#### Exercise goal
Report each line of the data that has "stderr" somewhere in it.

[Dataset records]
——

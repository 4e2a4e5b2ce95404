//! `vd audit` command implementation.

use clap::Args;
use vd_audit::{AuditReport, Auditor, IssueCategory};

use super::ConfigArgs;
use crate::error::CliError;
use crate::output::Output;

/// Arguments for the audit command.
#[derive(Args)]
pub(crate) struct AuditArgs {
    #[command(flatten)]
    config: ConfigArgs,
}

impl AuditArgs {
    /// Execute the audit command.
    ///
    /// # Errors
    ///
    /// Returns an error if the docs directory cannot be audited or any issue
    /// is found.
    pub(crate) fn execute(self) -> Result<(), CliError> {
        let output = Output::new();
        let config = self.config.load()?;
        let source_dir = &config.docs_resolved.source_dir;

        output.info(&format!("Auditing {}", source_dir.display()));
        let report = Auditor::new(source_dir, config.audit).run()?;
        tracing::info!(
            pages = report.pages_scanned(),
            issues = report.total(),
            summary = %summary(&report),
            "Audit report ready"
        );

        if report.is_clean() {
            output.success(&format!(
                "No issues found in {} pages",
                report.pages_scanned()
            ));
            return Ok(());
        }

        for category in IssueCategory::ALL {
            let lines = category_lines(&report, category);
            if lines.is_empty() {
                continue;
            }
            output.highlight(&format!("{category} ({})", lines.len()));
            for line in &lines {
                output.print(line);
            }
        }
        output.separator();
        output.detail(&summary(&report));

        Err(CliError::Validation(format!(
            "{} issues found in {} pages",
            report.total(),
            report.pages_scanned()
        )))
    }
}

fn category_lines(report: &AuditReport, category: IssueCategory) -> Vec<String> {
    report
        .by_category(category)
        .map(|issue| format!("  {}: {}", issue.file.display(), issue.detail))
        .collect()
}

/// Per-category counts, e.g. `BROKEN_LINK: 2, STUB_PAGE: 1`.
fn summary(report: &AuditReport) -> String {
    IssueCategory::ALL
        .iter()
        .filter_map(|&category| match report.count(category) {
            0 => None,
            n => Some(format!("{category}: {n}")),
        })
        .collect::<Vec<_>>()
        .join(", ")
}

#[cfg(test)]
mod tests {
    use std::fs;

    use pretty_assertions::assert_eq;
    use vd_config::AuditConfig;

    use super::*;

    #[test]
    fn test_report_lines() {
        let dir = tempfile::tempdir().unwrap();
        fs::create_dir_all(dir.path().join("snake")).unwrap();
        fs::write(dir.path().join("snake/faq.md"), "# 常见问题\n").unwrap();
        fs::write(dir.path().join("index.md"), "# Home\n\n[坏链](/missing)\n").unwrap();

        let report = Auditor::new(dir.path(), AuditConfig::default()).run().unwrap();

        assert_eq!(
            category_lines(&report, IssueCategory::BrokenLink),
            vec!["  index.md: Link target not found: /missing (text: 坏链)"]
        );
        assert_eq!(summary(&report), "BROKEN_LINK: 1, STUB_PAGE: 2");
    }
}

——

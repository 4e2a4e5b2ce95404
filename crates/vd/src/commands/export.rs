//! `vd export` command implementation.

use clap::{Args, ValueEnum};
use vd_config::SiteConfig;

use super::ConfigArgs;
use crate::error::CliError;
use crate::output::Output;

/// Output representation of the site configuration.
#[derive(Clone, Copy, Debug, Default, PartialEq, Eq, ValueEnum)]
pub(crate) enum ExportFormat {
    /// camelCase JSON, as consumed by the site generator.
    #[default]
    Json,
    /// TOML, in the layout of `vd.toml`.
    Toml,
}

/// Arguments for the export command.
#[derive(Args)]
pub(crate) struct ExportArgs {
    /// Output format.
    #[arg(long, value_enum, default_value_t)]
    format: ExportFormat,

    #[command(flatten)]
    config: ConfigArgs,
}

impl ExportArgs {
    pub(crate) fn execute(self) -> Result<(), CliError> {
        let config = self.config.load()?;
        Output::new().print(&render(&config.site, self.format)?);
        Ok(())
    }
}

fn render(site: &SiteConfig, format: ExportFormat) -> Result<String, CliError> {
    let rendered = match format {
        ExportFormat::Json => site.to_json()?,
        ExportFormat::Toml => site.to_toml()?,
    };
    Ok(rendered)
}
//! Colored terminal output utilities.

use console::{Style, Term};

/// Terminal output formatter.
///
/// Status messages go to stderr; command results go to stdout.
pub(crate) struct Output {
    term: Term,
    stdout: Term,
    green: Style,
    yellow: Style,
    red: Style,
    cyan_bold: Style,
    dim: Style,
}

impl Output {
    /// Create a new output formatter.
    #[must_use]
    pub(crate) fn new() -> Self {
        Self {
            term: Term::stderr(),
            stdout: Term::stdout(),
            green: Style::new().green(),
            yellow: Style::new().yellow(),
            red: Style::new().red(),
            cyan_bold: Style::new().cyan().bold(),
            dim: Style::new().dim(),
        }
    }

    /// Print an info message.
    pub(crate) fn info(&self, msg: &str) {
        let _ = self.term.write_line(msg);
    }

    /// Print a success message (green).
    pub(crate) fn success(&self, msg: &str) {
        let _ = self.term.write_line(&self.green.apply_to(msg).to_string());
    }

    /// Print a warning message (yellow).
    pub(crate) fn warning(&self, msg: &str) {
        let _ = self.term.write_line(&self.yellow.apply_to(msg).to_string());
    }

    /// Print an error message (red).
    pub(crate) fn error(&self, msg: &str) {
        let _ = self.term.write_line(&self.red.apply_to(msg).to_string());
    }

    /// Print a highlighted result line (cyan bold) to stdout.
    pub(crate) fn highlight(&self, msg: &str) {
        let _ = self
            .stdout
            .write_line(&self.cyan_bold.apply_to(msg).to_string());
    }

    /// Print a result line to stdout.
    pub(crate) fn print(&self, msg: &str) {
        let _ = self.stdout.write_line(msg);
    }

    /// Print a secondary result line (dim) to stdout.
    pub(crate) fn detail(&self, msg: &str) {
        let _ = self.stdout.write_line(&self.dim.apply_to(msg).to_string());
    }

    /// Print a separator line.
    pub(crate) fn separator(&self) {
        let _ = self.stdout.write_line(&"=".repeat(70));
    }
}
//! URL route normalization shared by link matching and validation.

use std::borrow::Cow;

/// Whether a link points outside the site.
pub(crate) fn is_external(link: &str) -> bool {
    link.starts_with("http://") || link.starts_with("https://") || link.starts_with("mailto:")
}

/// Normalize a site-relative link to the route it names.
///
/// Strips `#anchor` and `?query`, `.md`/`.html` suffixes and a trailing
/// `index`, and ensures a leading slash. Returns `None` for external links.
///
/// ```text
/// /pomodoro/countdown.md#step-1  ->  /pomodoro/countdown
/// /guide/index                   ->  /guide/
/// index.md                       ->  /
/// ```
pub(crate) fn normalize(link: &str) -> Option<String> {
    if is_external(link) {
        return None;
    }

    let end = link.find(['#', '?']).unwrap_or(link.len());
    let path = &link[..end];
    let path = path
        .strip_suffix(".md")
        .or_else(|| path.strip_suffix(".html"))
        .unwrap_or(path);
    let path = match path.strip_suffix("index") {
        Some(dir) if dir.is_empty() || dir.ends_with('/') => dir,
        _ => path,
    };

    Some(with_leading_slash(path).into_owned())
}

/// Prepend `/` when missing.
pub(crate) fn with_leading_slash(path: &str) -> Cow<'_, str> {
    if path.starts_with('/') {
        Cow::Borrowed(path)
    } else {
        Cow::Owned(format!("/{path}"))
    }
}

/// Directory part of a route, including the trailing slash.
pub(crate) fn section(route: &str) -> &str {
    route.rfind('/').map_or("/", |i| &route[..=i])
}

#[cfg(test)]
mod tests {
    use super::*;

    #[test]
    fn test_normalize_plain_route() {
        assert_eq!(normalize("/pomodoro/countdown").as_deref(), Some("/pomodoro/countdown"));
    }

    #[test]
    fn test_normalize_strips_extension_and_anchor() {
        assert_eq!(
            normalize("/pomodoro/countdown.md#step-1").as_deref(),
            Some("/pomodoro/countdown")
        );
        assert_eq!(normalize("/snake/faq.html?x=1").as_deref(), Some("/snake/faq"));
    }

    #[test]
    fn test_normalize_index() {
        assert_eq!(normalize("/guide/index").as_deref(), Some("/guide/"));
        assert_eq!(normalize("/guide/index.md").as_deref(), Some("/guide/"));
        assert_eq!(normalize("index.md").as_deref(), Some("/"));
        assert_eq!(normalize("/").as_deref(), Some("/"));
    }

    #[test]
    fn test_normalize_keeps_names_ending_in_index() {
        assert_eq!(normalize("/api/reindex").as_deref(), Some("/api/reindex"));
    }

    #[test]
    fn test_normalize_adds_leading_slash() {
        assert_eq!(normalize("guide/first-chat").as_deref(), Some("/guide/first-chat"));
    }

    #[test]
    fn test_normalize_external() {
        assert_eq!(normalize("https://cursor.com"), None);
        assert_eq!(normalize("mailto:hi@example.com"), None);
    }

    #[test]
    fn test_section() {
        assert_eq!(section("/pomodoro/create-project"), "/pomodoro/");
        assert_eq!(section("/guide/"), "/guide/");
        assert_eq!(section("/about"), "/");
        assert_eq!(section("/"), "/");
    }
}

——

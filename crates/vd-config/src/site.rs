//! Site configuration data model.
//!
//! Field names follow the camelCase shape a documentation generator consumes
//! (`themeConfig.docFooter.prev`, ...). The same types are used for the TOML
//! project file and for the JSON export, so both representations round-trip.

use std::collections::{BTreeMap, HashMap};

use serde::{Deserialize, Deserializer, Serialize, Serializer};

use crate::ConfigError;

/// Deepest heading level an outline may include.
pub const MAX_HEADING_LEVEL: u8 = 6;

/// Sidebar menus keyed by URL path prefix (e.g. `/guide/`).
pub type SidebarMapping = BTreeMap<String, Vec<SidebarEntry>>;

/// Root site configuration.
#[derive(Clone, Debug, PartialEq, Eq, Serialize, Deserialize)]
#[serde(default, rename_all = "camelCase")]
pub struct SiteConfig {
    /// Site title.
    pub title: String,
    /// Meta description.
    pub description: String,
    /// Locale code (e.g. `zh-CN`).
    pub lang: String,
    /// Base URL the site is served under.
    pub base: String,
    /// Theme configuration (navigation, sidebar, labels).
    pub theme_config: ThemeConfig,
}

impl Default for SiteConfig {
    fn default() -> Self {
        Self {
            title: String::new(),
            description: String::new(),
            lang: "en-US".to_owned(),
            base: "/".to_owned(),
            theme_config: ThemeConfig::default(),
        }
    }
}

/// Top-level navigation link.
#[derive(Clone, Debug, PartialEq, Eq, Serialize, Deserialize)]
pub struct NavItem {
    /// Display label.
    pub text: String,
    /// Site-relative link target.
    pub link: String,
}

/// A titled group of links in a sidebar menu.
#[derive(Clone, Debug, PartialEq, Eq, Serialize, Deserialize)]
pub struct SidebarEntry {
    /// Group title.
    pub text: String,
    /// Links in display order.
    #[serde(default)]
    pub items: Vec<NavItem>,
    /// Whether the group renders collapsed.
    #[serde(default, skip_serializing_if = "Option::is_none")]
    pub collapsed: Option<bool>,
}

——

#### Exercise answer
/// Status messages go to stderr; command results go to stdout.
            term: Term::stderr(),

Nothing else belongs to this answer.